In the short term, however, any respite from the war is itself a gain for human rights. Peace would help end the harassment, abuse, detention, torture, and disappearance of Tamils—and the murders and forced displacements of many Sinhalese and Muslims as well. Ultimately, it could enable a new political space to emerge for Tamils to assert their democratic rights against both the LTTE and the government.
Jeevan Thiagarajah
Jehan Perera correctly points out that splits between the human rights and peace communities in Sri Lanka today mirror ethnic divisions in the society. Although the institutions and organizations working to protect human rights in Sri Lanka have been strengthened, the ongoing civil strife prevents full realization of the rule of law, access to due process, equality, and nondiscrimination. Sri Lanka’s war is unfinished, which prevents normalcy and a return to traditional forms of governance. In this context, the single biggest impediment to peace is the association of ethnicity with state structures set in place to combat terror.
However, I disagree with Perera’s contention that the human rights discourse is dominated by Tamil concerns focused on the northeastern part of the country. As Perera suggests, there is a history of human rights abuse that predates the ethnic conflict. Its most violent phase began with the quelling of the first People’s Liberation Front insurrection in 1971. Seemingly every month since then, Parliament has approved additional emergency-rule measures circumscribing human rights irrespective of one’s ethnicity.

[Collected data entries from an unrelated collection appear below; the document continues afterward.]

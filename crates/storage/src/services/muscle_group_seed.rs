use tracing::{debug, info};

use crate::error::{Result, StorageError};
use crate::models::NewMuscleGroup;
use crate::store::MuscleGroupStore;

pub struct PredefinedMuscleGroup {
    pub name: &'static str,
    pub description: &'static str,
    pub icon: &'static str,
}

pub const PREDEFINED_MUSCLE_GROUPS: &[PredefinedMuscleGroup] = &[
    PredefinedMuscleGroup {
        name: "Chest",
        description: "Pectoralis major and minor",
        icon: "ic_chest",
    },
    PredefinedMuscleGroup {
        name: "Back",
        description: "Latissimus dorsi, trapezius and rhomboids",
        icon: "ic_back",
    },
    PredefinedMuscleGroup {
        name: "Shoulders",
        description: "Anterior, lateral and posterior deltoids",
        icon: "ic_shoulders",
    },
    PredefinedMuscleGroup {
        name: "Biceps",
        description: "Biceps brachii and brachialis",
        icon: "ic_biceps",
    },
    PredefinedMuscleGroup {
        name: "Triceps",
        description: "Triceps brachii, all three heads",
        icon: "ic_triceps",
    },
    PredefinedMuscleGroup {
        name: "Forearms",
        description: "Wrist flexors, extensors and brachioradialis",
        icon: "ic_forearms",
    },
    PredefinedMuscleGroup {
        name: "Abs",
        description: "Rectus abdominis and obliques",
        icon: "ic_abs",
    },
    PredefinedMuscleGroup {
        name: "Quadriceps",
        description: "Front of the thigh",
        icon: "ic_quadriceps",
    },
    PredefinedMuscleGroup {
        name: "Hamstrings",
        description: "Back of the thigh",
        icon: "ic_hamstrings",
    },
    PredefinedMuscleGroup {
        name: "Glutes",
        description: "Gluteus maximus, medius and minimus",
        icon: "ic_glutes",
    },
    PredefinedMuscleGroup {
        name: "Calves",
        description: "Gastrocnemius and soleus",
        icon: "ic_calves",
    },
];

#[derive(Debug, Clone, Copy, PartialEq, Eq)]
pub enum SeedOutcome {
    /// The catalog was empty and has now been written.
    Seeded { inserted: u64 },
    /// Muscle groups already existed; nothing was written.
    AlreadySeeded { existing: usize },
}

pub fn predefined_catalog() -> Vec<NewMuscleGroup> {
    PREDEFINED_MUSCLE_GROUPS
        .iter()
        .map(|g| NewMuscleGroup::new(g.name, g.description, g.icon))
        .collect()
}

/// Insert the predefined catalog if no muscle group is persisted yet.
///
/// The batch is all-or-nothing, so when a concurrent caller seeds first the
/// insert hits the unique name constraint and rolls back. That case is
/// reported as `AlreadySeeded`.
pub async fn ensure_seeded<S>(store: &S) -> Result<SeedOutcome>
where
    S: MuscleGroupStore + ?Sized,
{
    let existing = store.list_muscle_groups().await?;
    if !existing.is_empty() {
        return Ok(SeedOutcome::AlreadySeeded {
            existing: existing.len(),
        });
    }

    match store.insert_muscle_groups(&predefined_catalog()).await {
        Ok(inserted) => {
            info!("Seeded {} predefined muscle groups", inserted);
            Ok(SeedOutcome::Seeded { inserted })
        }
        Err(StorageError::ConstraintViolation(reason)) => {
            debug!("Catalog seeded concurrently ({}), keeping existing rows", reason);
            let existing = store.list_muscle_groups().await?;
            Ok(SeedOutcome::AlreadySeeded {
                existing: existing.len(),
            })
        }
        Err(e) => Err(e),
    }
}
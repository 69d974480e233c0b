use std::sync::Arc;
use std::sync::atomic::{AtomicU64, Ordering};

use storage::models::MuscleGroup;
use storage::services::muscle_group_seed::{self, SeedOutcome};
use storage::store::MuscleGroupStore;
use tokio::sync::{OnceCell, watch};
use tracing::{debug, warn};

use super::state::{MuscleGroupsEvent, MuscleGroupsUiState};
use crate::resource::Resource;

/// Owns the muscle group list of one screen.
pub struct MuscleGroupsStateHolder {
    store: Arc<dyn MuscleGroupStore>,
    state: watch::Sender<MuscleGroupsUiState>,
    generation: AtomicU64,
    /// Outcome of the one bootstrap this holder runs. Overlapping loads await it.
    bootstrap: OnceCell<Result<SeedOutcome, String>>,
}

impl MuscleGroupsStateHolder {
    pub fn new(store: Arc<dyn MuscleGroupStore>) -> Self {
        let (state, _) = watch::channel(MuscleGroupsUiState::default());
        Self {
            store,
            state,
            generation: AtomicU64::new(0),
            bootstrap: OnceCell::new(),
        }
    }

    pub fn subscribe(&self) -> watch::Receiver<MuscleGroupsUiState> {
        self.state.subscribe()
    }

    pub fn state(&self) -> MuscleGroupsUiState {
        self.state.borrow().clone()
    }

    pub async fn on_event(&self, event: MuscleGroupsEvent) {
        match event {
            MuscleGroupsEvent::Load => self.load().await,
            MuscleGroupsEvent::QueryChanged(query) => self.set_query(query),
            MuscleGroupsEvent::DismissError => {
                self.state.send_modify(|s| s.error_message = None);
            }
        }
    }

    /// Seed the catalog on first load, then read the persisted groups.
    ///
    /// If the bootstrap check fails the catalog is treated as loaded and the
    /// failure is only surfaced; later loads go straight to the read.
    pub async fn load(&self) {
        let generation = self.generation.fetch_add(1, Ordering::SeqCst) + 1;
        let needs_bootstrap = !self.state.borrow().catalog_loaded;

        self.state.send_modify(|s| {
            s.is_loading = true;
            s.error_message = None;
        });

        if needs_bootstrap {
            match self.bootstrap().await {
                Ok(SeedOutcome::Seeded { inserted }) => {
                    debug!("Bootstrap inserted {} muscle groups", inserted);
                }
                Ok(SeedOutcome::AlreadySeeded { .. }) => {}
                Err(message) => {
                    let outcome = Resource::<Vec<MuscleGroup>>::failed(message);
                    self.apply(generation, outcome);
                    return;
                }
            }
        }

        let outcome: Resource<Vec<MuscleGroup>> = self.store.list_muscle_groups().await.into();
        self.apply(generation, outcome);
    }

    async fn bootstrap(&self) -> Result<SeedOutcome, String> {
        self.bootstrap
            .get_or_init(|| async {
                muscle_group_seed::ensure_seeded(self.store.as_ref())
                    .await
                    .map_err(|e| {
                        warn!("Muscle group bootstrap failed: {}", e);
                        e.to_string()
                    })
            })
            .await
            .clone()
    }

    pub fn set_query(&self, query: impl Into<String>) {
        let query = query.into();
        self.state.send_modify(|s| s.query = query);
    }

    fn apply(&self, generation: u64, outcome: Resource<Vec<MuscleGroup>>) {
        let applied = self.state.send_if_modified(|s| {
            if self.generation.load(Ordering::SeqCst) != generation {
                return false;
            }
            match outcome {
                Resource::Pending => s.is_loading = true,
                Resource::Succeeded(groups) => {
                    s.is_loading = false;
                    s.catalog_loaded = true;
                    s.groups = groups;
                }
                Resource::Failed(message) => {
                    s.is_loading = false;
                    s.catalog_loaded = true;
                    s.error_message = Some(message);
                }
            }
            true
        });

        if !applied {
            debug!("Discarding stale muscle group result");
        }
    }
}

#[cfg(test)]
mod tests {
    use std::sync::Mutex;

    use async_trait::async_trait;
    use storage::error::{Result, StorageError};
    use storage::models::NewMuscleGroup;
    use storage::services::muscle_group_seed::PREDEFINED_MUSCLE_GROUPS;

    use super::*;

    #[derive(Default)]
    struct MockStore {
        rows: Mutex<Vec<MuscleGroup>>,
        reads: Mutex<usize>,
        batches: Mutex<usize>,
        failing_reads: Mutex<usize>,
    }

    #[async_trait]
    impl MuscleGroupStore for MockStore {
        async fn list_muscle_groups(&self) -> Result<Vec<MuscleGroup>> {
            *self.reads.lock().unwrap() += 1;
            let mut failing = self.failing_reads.lock().unwrap();
            if *failing > 0 {
                *failing -= 1;
                return Err(StorageError::NotFound);
            }
            Ok(self.rows.lock().unwrap().clone())
        }

        async fn insert_muscle_groups(&self, groups: &[NewMuscleGroup]) -> Result<u64> {
            *self.batches.lock().unwrap() += 1;
            let mut rows = self.rows.lock().unwrap();
            for group in groups {
                let id = rows.len() as i64 + 1;
                rows.push(MuscleGroup {
                    muscle_group_id: id,
                    name: group.name.clone(),
                    description: group.description.clone(),
                    icon: group.icon.clone(),
                });
            }
            Ok(groups.len() as u64)
        }
    }

    #[tokio::test]
    async fn test_first_load_seeds_and_second_load_only_reads() {
        let store = Arc::new(MockStore::default());
        let holder = MuscleGroupsStateHolder::new(store.clone());

        holder.load().await;
        let state = holder.state();
        assert!(state.catalog_loaded);
        assert!(!state.is_loading);
        assert_eq!(state.groups.len(), PREDEFINED_MUSCLE_GROUPS.len());

        holder.load().await;
        assert_eq!(*store.batches.lock().unwrap(), 1);
        // bootstrap read + list, then list only
        assert_eq!(*store.reads.lock().unwrap(), 3);
    }

    #[tokio::test]
    async fn test_bootstrap_failure_marks_catalog_loaded_without_retry() {
        let store = Arc::new(MockStore::default());
        *store.failing_reads.lock().unwrap() = 1;
        let holder = MuscleGroupsStateHolder::new(store.clone());

        holder.load().await;
        let state = holder.state();
        assert!(state.catalog_loaded);
        assert_eq!(state.error_message.as_deref(), Some("Not found"));
        assert!(state.groups.is_empty());
        assert_eq!(*store.batches.lock().unwrap(), 0);

        holder.on_event(MuscleGroupsEvent::DismissError).await;
        holder.on_event(MuscleGroupsEvent::Load).await;
        assert_eq!(*store.batches.lock().unwrap(), 0);
        assert!(holder.state().error_message.is_none());
    }

    #[tokio::test]
    async fn test_query_filters_case_insensitively() {
        let store = Arc::new(MockStore::default());
        let holder = MuscleGroupsStateHolder::new(store);

        holder.load().await;
        holder
            .on_event(MuscleGroupsEvent::QueryChanged("  CE ".to_string()))
            .await;

        let state = holder.state();
        let names: Vec<&str> = state
            .visible_groups()
            .iter()
            .map(|g| g.name.as_str())
            .collect();
        assert_eq!(names, vec!["Biceps", "Triceps", "Quadriceps"]);

        holder.set_query("");
        assert_eq!(
            holder.state().visible_groups().len(),
            PREDEFINED_MUSCLE_GROUPS.len()
        );
    }

    #[tokio::test]
    async fn test_overlapping_loads_bootstrap_once() {
        let store = Arc::new(MockStore::default());
        let holder = MuscleGroupsStateHolder::new(store.clone());

        tokio::join!(holder.load(), holder.load());

        let state = holder.state();
        assert!(state.error_message.is_none());
        assert_eq!(state.groups.len(), PREDEFINED_MUSCLE_GROUPS.len());
        assert_eq!(*store.batches.lock().unwrap(), 1);
    }

    #[tokio::test]
    async fn test_overlapping_loads_against_sqlite() {
        let db = storage::Database::in_memory().await.unwrap();
        let holder = MuscleGroupsStateHolder::new(Arc::new(db));

        tokio::join!(holder.load(), holder.load(), holder.load());

        let state = holder.state();
        assert!(state.error_message.is_none(), "{:?}", state.error_message);
        assert!(state.catalog_loaded);
        assert!(!state.is_loading);
        assert_eq!(state.groups.len(), PREDEFINED_MUSCLE_GROUPS.len());
    }

    #[tokio::test]
    async fn test_loads_from_sqlite() {
        let db = storage::Database::in_memory().await.unwrap();
        let holder = MuscleGroupsStateHolder::new(Arc::new(db));

        holder.load().await;
        let state = holder.state();
        assert_eq!(state.groups.first().map(|g| g.name.as_str()), Some("Chest"));
        assert!(state.error_message.is_none());
    }
}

If there is a lesson in Sri Lanka’s experience, it is that the state is willing to use the apparatus it has in place to deal with internal civil strife anywhere. The methods used today by the government to combat perceived Tamil terror in the north and east are the same methods that were used with ruthless efficiency to quell the second southern insurrection in the late 1980s. The number of persons, mostly Sinhalese, who died or went missing at that time outstrips the toll of the conflicts in the north and east to date.
Institutional reform to establish a future power-sharing arrangement between the Sinhalese and Tamils is not enough. There can be no peace without justice. The state’s unwillingness to recognize the impact of Sri Lanka’s overlapping conflicts on its people and to accept responsibility for its role in abuses only makes a return to greater militancy more likely. Impunity presents the greatest threat. Without a change on the part of the state, the cycle of violence—like that seen in the successive People’s Liberation Front insurrections of 1971 and 1988–89 and the government’s repressive reactions to them—will be perpetuated. In the northeast, successive terror and counterterror measures have taken their toll on the community. There are bitter scars.

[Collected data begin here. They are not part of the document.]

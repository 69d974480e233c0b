use sqlx::SqlitePool;
use storage::{
    error::Result, models::MuscleGroup, repository::muscle_group::MuscleGroupRepository,
};

/// List the muscle group catalog
pub async fn list_muscle_groups(pool: &SqlitePool) -> Result<Vec<MuscleGroup>> {
    let repo = MuscleGroupRepository::new(pool);
    repo.list().await
}

/// Get one muscle group by ID
pub async fn get_muscle_group(pool: &SqlitePool, id: i64) -> Result<MuscleGroup> {
    let repo = MuscleGroupRepository::new(pool);
    repo.find_by_id(id).await
}
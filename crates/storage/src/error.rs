use thiserror::Error;

#[derive(Debug, Error)]
pub enum StorageError {
    #[error("Database error: {0}")]
    Database(#[from] sqlx::Error),

    #[error("Migration error: {0}")]
    Migration(#[from] sqlx::migrate::MigrateError),

    #[error("Not found")]
    NotFound,

    #[error("Constraint violation: {0}")]
    ConstraintViolation(String),

    #[error("Out of range: {0}")]
    OutOfRange(String),
}

pub type Result<T> = std::result::Result<T, StorageError>;

impl StorageError {
    pub fn is_unique_violation(&self) -> bool {
        matches!(
            self,
            StorageError::Database(sqlx::Error::Database(e)) if e.is_unique_violation()
        )
    }

    pub fn is_check_violation(&self) -> bool {
        matches!(
            self,
            StorageError::Database(sqlx::Error::Database(e)) if e.is_check_violation()
        )
    }
}
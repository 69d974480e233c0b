use storage::models::MuscleGroup;

#[derive(Debug, Clone, PartialEq, Eq)]
pub enum MuscleGroupsEvent {
    Load,
    QueryChanged(String),
    DismissError,
}

#[derive(Debug, Clone, Default, PartialEq, Eq)]
pub struct MuscleGroupsUiState {
    pub groups: Vec<MuscleGroup>,
    pub query: String,
    pub is_loading: bool,
    /// Set once the bootstrap check ran, whether or not it succeeded.
    pub catalog_loaded: bool,
    pub error_message: Option<String>,
}

impl MuscleGroupsUiState {
    /// Groups whose name contains the query, ignoring case, in catalog order.
    pub fn visible_groups(&self) -> Vec<&MuscleGroup> {
        let needle = self.query.trim().to_lowercase();
        self.groups
            .iter()
            .filter(|g| needle.is_empty() || g.name.to_lowercase().contains(&needle))
            .collect()
    }
}
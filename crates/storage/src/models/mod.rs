pub mod muscle_group;
pub mod preferences;

pub use muscle_group::{MuscleGroup, NewMuscleGroup};
pub use preferences::UserPreferences;
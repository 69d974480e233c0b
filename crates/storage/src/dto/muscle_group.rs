use serde::{Deserialize, Serialize};
use utoipa::ToSchema;

/// Response containing a muscle group from the catalog
#[derive(Debug, Clone, Serialize, Deserialize, ToSchema)]
pub struct MuscleGroupResponse {
    pub muscle_group_id: i64,
    pub name: String,
    pub description: String,
    pub icon: String,
}

impl From<crate::models::MuscleGroup> for MuscleGroupResponse {
    fn from(group: crate::models::MuscleGroup) -> Self {
        Self {
            muscle_group_id: group.muscle_group_id,
            name: group.name,
            description: group.description,
            icon: group.icon,
        }
    }
}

Both the government and the LTTE must address vigorously the citizenry’s need for recognition and justice. In a multiethnic island nation, these needs assume larger-than-life proportions. In the context of an internal civil conflict, restorative justice would be a more pragmatic approach if pursued formally. If existing social pressures are not to lead to many small wars at the end of this long one, the peace community and the human rights community must work together to make rights and justice the fundamental basis of society.